A lot has been said lately about the state of talkradio – the overwhelming presence of hate, lies, threats and hysteria. Everyone thinks its a phenomenon of the past twenty years. Sadly, no.

Hate radio has its roots back to the beginnings of radio. Although not the only one who used the airwaves to preach hate, fear and prejudice, Father Charles Coughlin was probably the most famous practitioner of extreme right wing sentiment. At his peak, his one hour “sermons” had an audience of several million and were a Sunday night staple on CBS Radio at first, and later NBC before his decline and eventual demise.

Coughlin established the template for what is the basis of Hate radio today. Although to be fair, Coughlin was articulate and had style – something todays practitioners have no clue how to use.

The excerpt here is from a broadcast of July 30, 1939 in a talk called “The Christian Front versus the Popular Front”.

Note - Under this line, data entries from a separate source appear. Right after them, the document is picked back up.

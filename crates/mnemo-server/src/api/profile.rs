//! Global user-profile endpoints
//!
//! `POST /api/v1/global-user-profile/custom` merges caller-supplied seed
//! data into a user's profile record (top-level field overwrite).

use axum::body::Bytes;
use axum::extract::{OriginalUri, State};
use axum::Json;
use serde::Deserialize;
use serde_json::Value;
use tracing::info;

use super::envelope::{ok, ApiError};
use crate::state::AppState;

/// Seed data accepted by the custom-profile endpoint
#[derive(Debug, Default, Deserialize)]
pub struct CustomProfileData {
    /// Seed lines shown to the profile extractor
    #[serde(default)]
    pub initial_profile: Vec<String>,
}

/// Request body
#[derive(Debug, Deserialize)]
pub struct CustomProfileRequest {
    /// Target user
    pub user_id: String,
    /// Seed payload
    #[serde(default)]
    pub custom_profile_data: CustomProfileData,
}

/// Merge custom profile data into the user's record
pub async fn set_custom_profile(
    State(state): State<AppState>,
    OriginalUri(uri): OriginalUri,
    body: Bytes,
) -> Result<Json<Value>, ApiError> {
    let path = uri.path().to_string();
    let request: CustomProfileRequest = serde_json::from_slice(&body)
        .map_err(|e| ApiError::invalid(&path, e.to_string()))?;

    info!("Received custom-profile request: user_id={}", request.user_id);

    let profile = state
        .engine
        .merge_custom_profile(&request.user_id, request.custom_profile_data.initial_profile)
        .map_err(|e| ApiError::from_engine(&path, e))?;

    Ok(ok("Custom profile data saved successfully", profile))
}
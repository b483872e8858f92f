//! Resilient provider journeys
//!
//! P8: with the primary down and the fallback up, every call succeeds and
//! the failure counter records the primary outages.

use std::sync::Arc;
use std::sync::atomic::Ordering;

use mnemo_e2e_tests::mocks::{FailingReranker, FailingVectorizer, HashVectorizer, OverlapReranker};
use mnemo_core::providers::RerankOptions;
use mnemo_core::{
    EmbedOptions, PassageReranker, ProviderError, ResilientReranker, ResilientVectorizer,
    Vectorizer,
};

#[tokio::test]
async fn embedding_falls_back_and_counts_failures() {
    let primary = Arc::new(FailingVectorizer::new());
    let fallback = Arc::new(HashVectorizer::new(16));
    let service = ResilientVectorizer::new(
        Arc::clone(&primary) as Arc<dyn Vectorizer>,
        Some(Arc::clone(&fallback) as Arc<dyn Vectorizer>),
        3,
    );

    for i in 0..5 {
        let vector = service
            .embed(&format!("text {i}"), &EmbedOptions::document())
            .await
            .unwrap();
        assert_eq!(vector.len(), 16);
    }
    let batch = service
        .embed_batch(
            &["a".to_string(), "b".to_string()],
            &EmbedOptions::document(),
        )
        .await
        .unwrap();
    assert_eq!(batch.len(), 2);

    assert!(service.primary_failure_count() > 0);
    assert_eq!(service.primary_failure_count(), 6);
    assert_eq!(primary.calls.load(Ordering::SeqCst), 6);
}

#[tokio::test]
async fn rerank_falls_back_transparently() {
    let service = ResilientReranker::new(
        Arc::new(FailingReranker),
        Some(Arc::new(OverlapReranker)),
        3,
    );

    let passages = vec![
        "nothing relevant here".to_string(),
        "coffee machine maintenance guide".to_string(),
    ];
    let ranked = service
        .rerank("coffee machine", &passages, &RerankOptions::default())
        .await
        .unwrap();

    assert_eq!(ranked.len(), 2);
    assert_eq!(ranked[0].index, 1);
    assert!(service.primary_failure_count() > 0);
}

#[tokio::test]
async fn recovered_primary_resets_the_counter() {
    // fallback-only wiring cannot express recovery; emulate it by swapping
    // roles: a healthy primary after previous failures resets the counter
    let healthy = Arc::new(HashVectorizer::new(8));
    let service = ResilientVectorizer::new(
        Arc::new(FailingVectorizer::new()),
        Some(Arc::clone(&healthy) as Arc<dyn Vectorizer>),
        3,
    );
    service.embed("x", &EmbedOptions::document()).await.unwrap();
    assert_eq!(service.primary_failure_count(), 1);

    let service = ResilientVectorizer::new(
        healthy,
        Some(Arc::new(HashVectorizer::new(8))),
        3,
    );
    service.embed("x", &EmbedOptions::document()).await.unwrap();
    assert_eq!(service.primary_failure_count(), 0);
}

#[tokio::test]
async fn both_sides_down_is_a_combined_error() {
    let service = ResilientVectorizer::new(
        Arc::new(FailingVectorizer::new()),
        Some(Arc::new(FailingVectorizer::new())),
        3,
    );
    let err = service
        .embed("x", &EmbedOptions::document())
        .await
        .unwrap_err();
    match err {
        ProviderError::BothFailed { primary, fallback } => {
            assert!(primary.contains("down"));
            assert!(fallback.contains("down"));
        }
        other => panic!("expected BothFailed, got {other:?}"),
    }
}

“In the meantime, if you care to carry on, you have the discomfort of knowing of your past failures. In the meantime if you do not emulate the traditions of your European comrades, who ran like rats for safety, leaving behind their disillusioned followers to bear the brunt of defeat, you will be responsible for building up such a defense mechanism as this world never witnessed. A defense mechanism which will either isolate you or obliterate you if you persist in pursuing your attacks against religion and constitutional Americanism.”